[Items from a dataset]
========

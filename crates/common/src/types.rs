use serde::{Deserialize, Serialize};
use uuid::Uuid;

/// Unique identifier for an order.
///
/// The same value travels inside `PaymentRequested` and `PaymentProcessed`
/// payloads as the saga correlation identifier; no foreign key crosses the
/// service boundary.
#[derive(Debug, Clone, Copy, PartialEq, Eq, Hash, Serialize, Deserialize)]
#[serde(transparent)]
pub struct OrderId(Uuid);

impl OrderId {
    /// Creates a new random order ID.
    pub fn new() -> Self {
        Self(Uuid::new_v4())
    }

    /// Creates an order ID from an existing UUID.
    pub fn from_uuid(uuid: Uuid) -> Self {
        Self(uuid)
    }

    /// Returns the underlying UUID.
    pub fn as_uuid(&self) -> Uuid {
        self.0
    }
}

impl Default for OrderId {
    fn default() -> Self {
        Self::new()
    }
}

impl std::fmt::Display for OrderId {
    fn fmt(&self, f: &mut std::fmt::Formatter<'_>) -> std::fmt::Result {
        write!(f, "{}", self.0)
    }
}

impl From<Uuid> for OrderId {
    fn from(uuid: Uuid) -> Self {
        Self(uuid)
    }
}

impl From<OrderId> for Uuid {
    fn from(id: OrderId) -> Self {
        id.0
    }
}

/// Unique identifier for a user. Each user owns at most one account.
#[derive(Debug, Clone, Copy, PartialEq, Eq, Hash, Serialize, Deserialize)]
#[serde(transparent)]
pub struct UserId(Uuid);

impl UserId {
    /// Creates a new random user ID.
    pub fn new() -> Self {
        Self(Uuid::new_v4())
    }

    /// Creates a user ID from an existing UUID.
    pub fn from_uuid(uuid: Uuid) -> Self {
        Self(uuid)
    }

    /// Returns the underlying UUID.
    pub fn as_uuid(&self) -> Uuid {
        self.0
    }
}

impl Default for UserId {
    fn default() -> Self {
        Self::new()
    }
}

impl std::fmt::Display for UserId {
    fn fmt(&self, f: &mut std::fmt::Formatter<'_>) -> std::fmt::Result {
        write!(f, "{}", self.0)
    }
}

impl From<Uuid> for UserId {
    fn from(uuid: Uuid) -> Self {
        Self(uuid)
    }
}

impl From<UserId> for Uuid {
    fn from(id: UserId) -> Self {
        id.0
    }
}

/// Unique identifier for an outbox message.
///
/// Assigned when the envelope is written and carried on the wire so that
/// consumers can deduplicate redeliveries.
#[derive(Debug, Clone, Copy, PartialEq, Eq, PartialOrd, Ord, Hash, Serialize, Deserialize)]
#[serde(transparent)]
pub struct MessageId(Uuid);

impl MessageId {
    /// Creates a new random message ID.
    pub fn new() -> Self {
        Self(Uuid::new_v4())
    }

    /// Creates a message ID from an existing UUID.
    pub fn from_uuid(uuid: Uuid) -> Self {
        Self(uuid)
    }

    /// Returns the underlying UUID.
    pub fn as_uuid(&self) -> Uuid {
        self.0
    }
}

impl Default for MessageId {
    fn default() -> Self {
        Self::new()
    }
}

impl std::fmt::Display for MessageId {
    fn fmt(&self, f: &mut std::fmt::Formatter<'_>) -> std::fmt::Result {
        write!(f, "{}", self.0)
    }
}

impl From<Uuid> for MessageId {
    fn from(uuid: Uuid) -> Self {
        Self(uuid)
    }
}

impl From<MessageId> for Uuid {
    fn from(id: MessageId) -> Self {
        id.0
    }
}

========

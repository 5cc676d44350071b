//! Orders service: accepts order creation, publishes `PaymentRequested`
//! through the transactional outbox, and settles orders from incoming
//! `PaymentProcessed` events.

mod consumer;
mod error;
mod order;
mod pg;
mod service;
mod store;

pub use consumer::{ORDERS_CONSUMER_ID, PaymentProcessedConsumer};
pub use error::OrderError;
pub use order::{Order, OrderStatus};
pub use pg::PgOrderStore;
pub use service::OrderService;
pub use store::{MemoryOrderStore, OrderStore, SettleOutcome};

========

■ **Try it**: Tell me how many lines in the data include "identifier", giving only the number.

■ **Result**: 4